Hi @paelnever, try setting CUDA_ARCH_FLAG=sm_87 as either environment variable or in the Makefile:
Or try cmake and change GGML_CUDA_ARCHITECTURES. I haven’t tried building whisper.cpp, but I have dockerfiles for a few different versions of Whisper here:
Ok that edit worked to solve that single trouble, then i had to edit a couple more lines to achieve successful compile of whisper.cpp which was first step to compile talk-llama.
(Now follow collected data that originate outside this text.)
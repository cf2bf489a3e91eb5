//! OsmAnd HTTP protocol.
//!
//! Accepts both the flat query-string shape (`id`, `lat`, `lon`,
//! `timestamp`, `speed`, ...) and the nested JSON shape (`device_id` plus a
//! `location` object). Runs over the HTTP listener; the framer treats a
//! request body as one frame so the handler contract stays uniform.

use chrono::{DateTime, TimeZone, Utc};
use serde::Deserialize;
use std::collections::HashMap;

use domain::models::{keys, Command, DecodedPosition, Device};

use super::{CommandEncodeError, Decoded, DecodeContext, DecodeError, FrameOutcome, Protocol};

pub const PROTOCOL_NAME: &str = "osmand";

/// OsmAnd protocol handler.
#[derive(Debug, Default)]
pub struct OsmandProtocol;

/// Nested JSON payload sent by OsmAnd-compatible mobile clients.
#[derive(Debug, Deserialize)]
pub struct JsonPayload {
    pub device_id: String,
    pub location: JsonLocation,
    pub battery: Option<f64>,
}

#[derive(Debug, Deserialize)]
pub struct JsonLocation {
    pub timestamp: Option<DateTime<Utc>>,
    pub coords: JsonCoords,
    #[serde(default)]
    pub is_moving: Option<bool>,
    pub event: Option<String>,
}

#[derive(Debug, Deserialize)]
pub struct JsonCoords {
    pub latitude: f64,
    pub longitude: f64,
    pub speed: Option<f64>,
    pub heading: Option<f64>,
    pub altitude: Option<f64>,
    pub accuracy: Option<f64>,
}

impl OsmandProtocol {
    pub fn new() -> Self {
        Self
    }

    fn parse_timestamp(value: &str) -> Option<DateTime<Utc>> {
        if let Ok(epoch) = value.parse::<i64>() {
            // Millisecond stamps are 13 digits; second stamps 10.
            let instant = if epoch > 10_000_000_000 {
                Utc.timestamp_millis_opt(epoch).single()
            } else {
                Utc.timestamp_opt(epoch, 0).single()
            };
            return instant;
        }
        value.parse::<DateTime<Utc>>().ok()
    }

    fn parse_bool(value: &str) -> Option<bool> {
        match value {
            "1" | "true" => Some(true),
            "0" | "false" => Some(false),
            _ => None,
        }
    }

    /// Decodes the flat query-parameter shape.
    pub fn decode_query(params: &HashMap<String, String>) -> Result<DecodedPosition, DecodeError> {
        let unique_id = params
            .get("id")
            .or_else(|| params.get("deviceid"))
            .ok_or_else(|| DecodeError::BadFrame("missing id".to_string()))?;
        let mut position = DecodedPosition::new(unique_id.clone(), PROTOCOL_NAME);

        let latitude = params
            .get("lat")
            .and_then(|v| v.parse().ok())
            .ok_or_else(|| DecodeError::BadFrame("missing or bad lat".to_string()))?;
        let longitude = params
            .get("lon")
            .and_then(|v| v.parse().ok())
            .ok_or_else(|| DecodeError::BadFrame("missing or bad lon".to_string()))?;
        position.latitude = latitude;
        position.longitude = longitude;

        position.fix_time = params
            .get("timestamp")
            .and_then(|v| Self::parse_timestamp(v));
        position.device_time = position.fix_time;
        position.speed = params.get("speed").and_then(|v| v.parse().ok());
        position.course = params
            .get("course")
            .or_else(|| params.get("bearing"))
            .or_else(|| params.get("heading"))
            .and_then(|v| v.parse().ok());
        position.altitude = params.get("altitude").and_then(|v| v.parse().ok());
        position.accuracy = params.get("accuracy").and_then(|v| v.parse().ok());
        // Reports without an explicit validity flag count as valid.
        position.valid = params
            .get("valid")
            .and_then(|v| Self::parse_bool(v))
            .unwrap_or(true);

        if let Some(battery) = params.get("battery").and_then(|v| v.parse::<f64>().ok()) {
            position.attributes.set(keys::BATTERY_LEVEL, battery);
        }
        if let Some(motion) = params.get("motion").and_then(|v| Self::parse_bool(v)) {
            position.attributes.set(keys::MOTION, motion);
        }
        if let Some(ignition) = params.get("ignition").and_then(|v| Self::parse_bool(v)) {
            position.attributes.set(keys::IGNITION, ignition);
        }
        if let Some(driver) = params.get("driverUniqueId") {
            position.attributes.set(keys::DRIVER_UNIQUE_ID, driver.as_str());
        }

        Ok(position)
    }

    /// Decodes the nested JSON shape.
    pub fn decode_json(payload: &JsonPayload) -> Result<DecodedPosition, DecodeError> {
        let mut position = DecodedPosition::new(payload.device_id.clone(), PROTOCOL_NAME);
        position.latitude = payload.location.coords.latitude;
        position.longitude = payload.location.coords.longitude;
        position.fix_time = payload.location.timestamp;
        position.device_time = payload.location.timestamp;
        position.speed = payload.location.coords.speed;
        position.course = payload.location.coords.heading;
        position.altitude = payload.location.coords.altitude;
        position.accuracy = payload.location.coords.accuracy;
        position.valid = true;

        if let Some(moving) = payload.location.is_moving {
            position.attributes.set(keys::MOTION, moving);
        }
        if let Some(battery) = payload.battery {
            position.attributes.set(keys::BATTERY_LEVEL, battery);
        }
        if let Some(event) = &payload.location.event {
            position.attributes.set(keys::EVENT, event.as_str());
        }
        Ok(position)
    }
}

impl Protocol for OsmandProtocol {
    fn name(&self) -> &'static str {
        PROTOCOL_NAME
    }

    fn frame(&self, buf: &[u8], _max_frame_len: usize) -> FrameOutcome {
        if buf.is_empty() {
            FrameOutcome::NeedMore
        } else {
            // A request body arrives whole.
            FrameOutcome::Frame { len: buf.len() }
        }
    }

    fn decode(&self, frame: &[u8], ctx: &mut DecodeContext) -> Result<Decoded, DecodeError> {
        let text = std::str::from_utf8(frame)
            .map_err(|_| DecodeError::BadFrame("body is not UTF-8".to_string()))?;

        let position = if text.trim_start().starts_with('{') {
            let payload: JsonPayload = serde_json::from_str(text)
                .map_err(|e| DecodeError::BadFrame(format!("bad json body: {}", e)))?;
            Self::decode_json(&payload)?
        } else {
            let params: HashMap<String, String> = text
                .split('&')
                .filter_map(|pair| {
                    let (k, v) = pair.split_once('=')?;
                    Some((k.to_string(), v.to_string()))
                })
                .collect();
            Self::decode_query(&params)?
        };

        ctx.unique_id = Some(position.unique_id.clone());
        Ok(Decoded::Positions(vec![position]))
    }

    fn encode_command(
        &self,
        command: &Command,
        _device: &Device,
    ) -> Result<Vec<u8>, CommandEncodeError> {
        // OsmAnd clients poll over HTTP; there is no push channel.
        Err(CommandEncodeError::Unsupported(command.command_type))
    }
}
//! Persistence layer for the TrackHub backend.
//!
//! This crate contains:
//! - Database connection management
//! - Entity definitions (database row mappings)
//! - Repository implementations of the domain store traits

pub mod db;
pub mod entities;
pub mod metrics;
pub mod repositories;
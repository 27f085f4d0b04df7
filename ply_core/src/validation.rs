//! # Elastic Constant Validation
//!
//! Pure predicates over the textual form of material inputs, shared by both
//! constituent types and by the batch table readers.
//!
//! - names: letters, digits, `_` and `-` only
//! - positive constants: unsigned plain decimal, strictly greater than zero
//! - ratios: a positive constant no greater than 0.5
//!
//! The `parse_*`/`check_*` companions turn a rejection into
//! [`PlyError::InvalidArgument`] carrying the offending field.

use once_cell::sync::Lazy;
use regex::Regex;
use rust_decimal::Decimal;
use std::str::FromStr;

use crate::errors::{PlyError, PlyResult};
use crate::precision::quantize;

static NAME_PATTERN: Lazy<Regex> =
    Lazy::new(|| Regex::new(r"^[A-Za-z0-9_-]+$").expect("name pattern is a valid regex"));

static CONSTANT_PATTERN: Lazy<Regex> =
    Lazy::new(|| Regex::new(r"^[0-9]*\.?[0-9]*$").expect("constant pattern is a valid regex"));

/// True iff the trimmed name is non-empty and contains only `[A-Za-z0-9_-]`.
pub fn is_valid_name(s: &str) -> bool {
    let trimmed = s.trim();
    !trimmed.is_empty() && NAME_PATTERN.is_match(trimmed)
}

/// True iff `s` is an unsigned plain decimal whose value is strictly positive.
pub fn is_valid_positive_constant(s: &str) -> bool {
    constant_value(s).is_some_and(|v| v > Decimal::ZERO)
}

/// True iff `s` is a positive constant no greater than 0.5.
pub fn is_valid_ratio(s: &str) -> bool {
    constant_value(s).is_some_and(|v| v > Decimal::ZERO && v <= max_poissons_ratio())
}

/// Upper bound of a physically admissible Poisson ratio
fn max_poissons_ratio() -> Decimal {
    Decimal::new(5, 1)
}

fn constant_value(s: &str) -> Option<Decimal> {
    if s.is_empty() || !CONSTANT_PATTERN.is_match(s) {
        return None;
    }
    // The pattern admits "5." and ".5"; "." alone is not a number
    let digits = s.trim_end_matches('.');
    if digits.is_empty() {
        return None;
    }
    if let Some(fraction) = digits.strip_prefix('.') {
        return Decimal::from_str(&format!("0.{}", fraction)).ok();
    }
    Decimal::from_str(digits).ok()
}

/// Validate a material name, returning it trimmed.
pub fn check_name(s: &str) -> PlyResult<String> {
    if is_valid_name(s) {
        Ok(s.trim().to_string())
    } else {
        Err(PlyError::invalid_argument(
            "name",
            s,
            "Name must be non-empty and contain only letters, digits, '_' or '-'",
        ))
    }
}

/// Parse a strictly positive elastic constant.
pub fn parse_positive_constant(field: &str, s: &str) -> PlyResult<Decimal> {
    let s = s.trim();
    if !is_valid_positive_constant(s) {
        return Err(PlyError::invalid_argument(
            field,
            s,
            "Must be a positive decimal constant",
        ));
    }
    constant_value(s).ok_or_else(|| PlyError::invalid_argument(field, s, "Not a decimal number"))
}

/// Parse a Poisson ratio in (0, 0.5].
pub fn parse_ratio(field: &str, s: &str) -> PlyResult<Decimal> {
    let s = s.trim();
    if !is_valid_ratio(s) {
        return Err(PlyError::invalid_argument(
            field,
            s,
            "Must be a decimal ratio with 0 < v <= 0.5",
        ));
    }
    constant_value(s).ok_or_else(|| PlyError::invalid_argument(field, s, "Not a decimal number"))
}

/// Validate an already-numeric positive constant through the textual predicate.
pub fn check_positive_constant(field: &str, value: Decimal) -> PlyResult<Decimal> {
    parse_positive_constant(field, &value.to_string())
}

/// Validate an already-numeric Poisson ratio through the textual predicate.
pub fn check_ratio(field: &str, value: Decimal) -> PlyResult<Decimal> {
    parse_ratio(field, &value.to_string())
}

/// Validate a positive constant and quantize it to `scale` places.
///
/// A value that passes as positive but rounds to zero is rejected too.
pub fn quantized_constant(field: &str, value: Decimal, scale: u32) -> PlyResult<Decimal> {
    let q = quantize(check_positive_constant(field, value)?, scale);
    if q.is_zero() {
        return Err(rounds_to_zero(field, value, scale));
    }
    Ok(q)
}

/// Validate a Poisson ratio and quantize it to `scale` places.
pub fn quantized_ratio(field: &str, value: Decimal, scale: u32) -> PlyResult<Decimal> {
    let q = quantize(check_ratio(field, value)?, scale);
    if q.is_zero() {
        return Err(rounds_to_zero(field, value, scale));
    }
    Ok(q)
}

fn rounds_to_zero(field: &str, value: Decimal, scale: u32) -> PlyError {
    PlyError::invalid_argument(
        field,
        value.to_string(),
        format!("Rounds to zero at {} decimal places", scale),
    )
}
//! # ply_core - Unidirectional Ply Micromechanics
//!
//! `ply_core` predicts the homogenized elastic properties of a unidirectional
//! fiber-reinforced ply from the constants of its fiber and matrix, using the
//! Halpin-Tsai closure swept over fiber volume fraction.
//!
//! ## Design Philosophy
//!
//! - **Validated on write**: materials reject bad constants at construction
//!   and on every mutation; derived moduli can only be read
//! - **Exact decimals**: all constants are fixed-point, 3 decimals for moduli
//!   and 4 for the effective Poisson ratio
//! - **Eager and immutable**: an estimator computes all 606 samples up front
//! - **JSON-First**: materials, reports and errors implement Serialize/Deserialize
//!
//! ## Quick Start
//!
//! ```rust
//! use ply_core::composite::{FractionQuery, HalpinTsai};
//! use ply_core::materials::{Constituent, IsotropicMaterial, TransverselyIsotropicMaterial};
//!
//! let carbon = TransverselyIsotropicMaterial::parse("Carbon", "250", "25", "20", "10", "0.28")?;
//! let epoxy = IsotropicMaterial::parse("Epoxy", "2.8", "0.3")?;
//! let ply = HalpinTsai::new(Constituent::from(carbon), Constituent::from(epoxy))?;
//!
//! for (vf, e1) in ply.e1_eff(FractionQuery::Range(0.5, 0.6))? {
//!     println!("Vf = {vf:.2}  E1 = {e1}");
//! }
//! # Ok::<(), ply_core::errors::PlyError>(())
//! ```
//!
//! ## Modules
//!
//! - [`materials`] - Isotropic and transversely isotropic constituents
//! - [`composite`] - Halpin-Tsai estimator and the fraction grid
//! - [`validation`] - Input predicates shared by all materials
//! - [`precision`] - Decimal quantization rules
//! - [`library`] - Persistable collection of materials and pairings
//! - [`file_io`] - Library files with atomic saves and locking
//! - [`errors`] - Structured error types
//!
//! ## Concurrency
//!
//! Materials are plain values mutated through `&mut`. Once wrapped in an
//! `Arc` and handed to [`HalpinTsai`](composite::HalpinTsai) they are frozen,
//! and estimators may be shared across threads.

pub mod composite;
pub mod errors;
pub mod file_io;
pub mod library;
pub mod materials;
pub mod precision;
pub mod validation;

// Re-export commonly used types at crate root for convenience
pub use composite::{EffectiveProperty, FractionQuery, HalpinTsai, VolumeFractionIndex};
pub use errors::{PlyError, PlyResult};
pub use file_io::{load_library, save_library, FileLock, LockHolder};
pub use library::MaterialLibrary;
pub use materials::{Constituent, IsotropicMaterial, TransverselyIsotropicMaterial};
Trying to compile talk-llama which was my truly objective had a little trouble that solved by installing some packages following instructions here Pygame on Jetson nano - #9 by user38008
so just run sudo apt-get install libsdl2-ttf-dev libsdl2-image-dev libsdl2-mixer-dev
thx for the help. Hope i can test your dokerfiles in the future, i’m trying to find the quickest voice recognition and TTS quality models to make a voice personal assistant with orin AGX
Have you tried Riva? It has very fast and efficient ASR/TTS, and uses transformer-based models so the quality is good:
This is what I use in my llamaspeak videos. Riva isn’t out yet for JetPack 6 (it will be soon), so currently that only runs on JetPack 5. And if you find whisper.cpp to be faster/better for streaming ASR, that would be good to know thanks!